## What this task involves
How do the lines below between the ones holding "let recommender = match data::build_recommender(&config).await" and "let recommender = match cli.top_n", inclusive, read? Give them again exactly, with no other lines.

## Provided entries
# # # # # # #

/// Startup artifact sources
///
/// The catalog and vector artifacts may live on local disk or behind an HTTP
/// URL. Either way they are fetched once, fully into memory, before the
/// recommender is built.
use reqwest::Client as HttpClient;

use crate::error::{AppError, AppResult};

/// Something that can produce the raw bytes of a startup artifact
#[cfg_attr(test, mockall::automock)]
#[async_trait::async_trait]
pub trait ArtifactSource: Send + Sync {
    /// Fetch the complete artifact
    async fn fetch(&self) -> AppResult<Vec<u8>>;

    /// Human readable location for logs and error messages
    fn describe(&self) -> String;
}

/// Artifact stored on the local filesystem
#[derive(Debug, Clone)]
pub struct LocalFile {
    path: String,
}

impl LocalFile {
    pub fn new(path: impl Into<String>) -> Self {
        Self { path: path.into() }
    }
}

#[async_trait::async_trait]
impl ArtifactSource for LocalFile {
    async fn fetch(&self) -> AppResult<Vec<u8>> {
        tokio::fs::read(&self.path)
            .await
            .map_err(|e| AppError::StartupFetch(format!("{}: {}", self.path, e)))
    }

    fn describe(&self) -> String {
        self.path.clone()
    }
}

/// Artifact downloaded over HTTP(S)
#[derive(Clone)]
pub struct RemoteArtifact {
    http_client: HttpClient,
    url: String,
}

impl RemoteArtifact {
    pub fn new(url: impl Into<String>) -> Self {
        Self {
            http_client: HttpClient::new(),
            url: url.into(),
        }
    }
}

#[async_trait::async_trait]
impl ArtifactSource for RemoteArtifact {
    async fn fetch(&self) -> AppResult<Vec<u8>> {
        let response = self
            .http_client
            .get(&self.url)
            .send()
            .await
            .map_err(|e| AppError::StartupFetch(format!("{}: {}", self.url, e)))?;

        if !response.status().is_success() {
            return Err(AppError::StartupFetch(format!(
                "{} returned status {}",
                self.url,
                response.status()
            )));
        }

        let bytes = response.bytes().await?;
        tracing::info!(url = %self.url, bytes = bytes.len(), "Downloaded artifact");
        Ok(bytes.to_vec())
    }

    fn describe(&self) -> String {
        self.url.clone()
    }
}

/// Picks a source by location: `http://` and `https://` are remote, anything else is a path.
pub fn source_for(location: &str) -> Box<dyn ArtifactSource> {
    if location.starts_with("http://") || location.starts_with("https://") {
        Box::new(RemoteArtifact::new(location))
    } else {
        Box::new(LocalFile::new(location))
    }
}

#[cfg(test)]
mod tests {
    use super::*;

    #[test]
    fn test_source_for_picks_by_scheme() {
        assert_eq!(
            source_for("https://example.com/movies.csv").describe(),
            "https://example.com/movies.csv"
        );
        assert_eq!(source_for("data/movies.csv").describe(), "data/movies.csv");
    }

    #[test]
    fn test_missing_local_file_is_startup_fetch_error() {
        let source = LocalFile::new("/definitely/not/here/movies.csv");
        let result = tokio_test::block_on(source.fetch());
        assert!(matches!(result, Err(AppError::StartupFetch(_))));
    }

    #[tokio::test]
    async fn test_unreachable_remote_is_startup_fetch_error() {
        let source = RemoteArtifact::new("http://127.0.0.1:1/movies.csv");
        let result = source.fetch().await;
        assert!(matches!(result, Err(AppError::StartupFetch(_))));
    }
}
use std::process::ExitCode;
use std::sync::Arc;

use clap::Parser;
use serde_json::json;
use tracing_subscriber::EnvFilter;

use cinematch::{
    api::{create_router, AppState},
    cli::{self, Cli},
    config::Config,
    data,
    services::{Recommender, TmdbClient},
};

#[tokio::main]
async fn main() -> ExitCode {
    init_tracing();
    let cli = Cli::parse();

    let config = match Config::from_env() {
        Ok(config) => config,
        Err(e) => return startup_failure(e.to_string()),
    };

    let recommender = match data::build_recommender(&config).await {
        Ok(recommender) => recommender,
        Err(e) => return startup_failure(e.to_string()),
    };
    let recommender = match cli.top_n {
        Some(top_n) => recommender.with_default_top_n(top_n as usize),
        None => recommender,
    };

    if cli.serve {
        if let Err(e) = serve(recommender, &config).await {
            tracing::error!(error = %e, "Server stopped");
            return ExitCode::FAILURE;
        }
        return ExitCode::SUCCESS;
    }

    if let Some(query) = cli.query() {
        println!("{}", cli::single_shot(&recommender, &query));
        return ExitCode::SUCCESS;
    }

    let recommender = Arc::new(recommender);
    let session = tokio::task::spawn_blocking(move || {
        let stdin = std::io::stdin();
        let stdout = std::io::stdout();
        cli::run_interactive(&recommender, stdin.lock(), stdout.lock())
    })
    .await;

    match session {
        Ok(Ok(())) => ExitCode::SUCCESS,
        Ok(Err(e)) => {
            tracing::error!(error = %e, "Interactive session failed");
            ExitCode::FAILURE
        }
        Err(e) => {
            tracing::error!(error = %e, "Interactive session aborted");
            ExitCode::FAILURE
        }
    }
}

/// Logs go to stderr; stdout carries only results
fn init_tracing() {
    tracing_subscriber::fmt()
        .with_env_filter(
            EnvFilter::try_from_default_env()
                .unwrap_or_else(|_| EnvFilter::new("cinematch=info,tower_http=info")),
        )
        .with_writer(std::io::stderr)
        .init();
}

fn startup_failure(cause: String) -> ExitCode {
    tracing::error!(error = %cause, "Startup failed");
    println!("{}", json!({ "error": format!("Failed to load data: {}", cause) }));
    ExitCode::from(1)
}

async fn serve(recommender: Recommender, config: &Config) -> anyhow::Result<()> {
    let mut state = AppState::new(recommender);
    match config.tmdb_key() {
        Some(key) => {
            let client = TmdbClient::new(key.to_string(), config.tmdb_api_url.clone());
            state = state.with_movie_db(Arc::new(client));
            tracing::info!(api_url = %config.tmdb_api_url, "TMDB provider enabled");
        }
        None => tracing::warn!("TMDB_API_KEY not set; posters and TMDB routes disabled"),
    }
    let app = create_router(state);

    let addr = format!("{}:{}", config.host, config.port);
    let listener = tokio::net::TcpListener::bind(&addr).await?;
    tracing::info!(address = %addr, "Server running");
    axum::serve(listener, app).await?;
    Ok(())
}
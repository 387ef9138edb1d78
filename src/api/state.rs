use std::sync::Arc;

use crate::{
    error::{AppError, AppResult},
    services::{MovieDbProvider, Recommender},
};

/// Shared application state
///
/// The recommender is immutable after startup, so handlers share it without locking.
#[derive(Clone)]
pub struct AppState {
    pub recommender: Arc<Recommender>,
    /// Poster, trailer and browse-list source; absent when no API key is configured
    pub movie_db: Option<Arc<dyn MovieDbProvider>>,
}

impl AppState {
    pub fn new(recommender: Recommender) -> Self {
        Self {
            recommender: Arc::new(recommender),
            movie_db: None,
        }
    }

    pub fn with_movie_db(mut self, provider: Arc<dyn MovieDbProvider>) -> Self {
        self.movie_db = Some(provider);
        self
    }

    /// The provider, or the error the TMDB routes answer with when there is none
    pub fn movie_db(&self) -> AppResult<&Arc<dyn MovieDbProvider>> {
        self.movie_db
            .as_ref()
            .ok_or_else(|| AppError::Unavailable("TMDB is not configured".to_string()))
    }
}
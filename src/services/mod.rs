pub mod features;
pub mod fuzzy;
pub mod providers;
pub mod ranking;
pub mod recommendations;
pub mod title_search;
pub mod vector_space;

pub use providers::{MovieDbProvider, TmdbClient};
pub use recommendations::{Recommender, VectorSource};
pub use title_search::TitleResolver;
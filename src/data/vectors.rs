use crate::error::{AppError, AppResult};

/// Parses a JSON array of equal-length float arrays, one per catalog row.
///
/// Shape problems (ragged rows, zero dimensions, non-finite values) are caught
/// again when the embedding space is built; this only rejects what cannot be
/// read as vectors at all.
pub fn parse_vectors(bytes: &[u8]) -> AppResult<Vec<Vec<f32>>> {
    let vectors: Vec<Vec<f32>> = serde_json::from_slice(bytes)
        .map_err(|e| AppError::Data(format!("malformed vector artifact: {}", e)))?;

    if vectors.is_empty() {
        return Err(AppError::Data("vector artifact is empty".to_string()));
    }

    Ok(vectors)
}

#[cfg(test)]
mod tests {
    use super::*;

    #[test]
    fn test_parses_vectors() {
        let vectors = parse_vectors(b"[[0.1, 0.2], [0.3, 0.4]]").unwrap();
        assert_eq!(vectors, vec![vec![0.1, 0.2], vec![0.3, 0.4]]);
    }

    #[test]
    fn test_rejects_malformed_json() {
        assert!(matches!(parse_vectors(b"{\"a\": 1}"), Err(AppError::Data(_))));
        assert!(matches!(parse_vectors(b"[[0.1, \"x\"]]"), Err(AppError::Data(_))));
    }

    #[test]
    fn test_rejects_empty_array() {
        assert!(matches!(parse_vectors(b"[]"), Err(AppError::Data(_))));
    }
}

# # # # # # #

## Reply to the exercise
    let recommender = match data::build_recommender(&config).await {
        Ok(recommender) => recommender,
        Err(e) => return startup_failure(e.to_string()),
    };
    let recommender = match cli.top_n {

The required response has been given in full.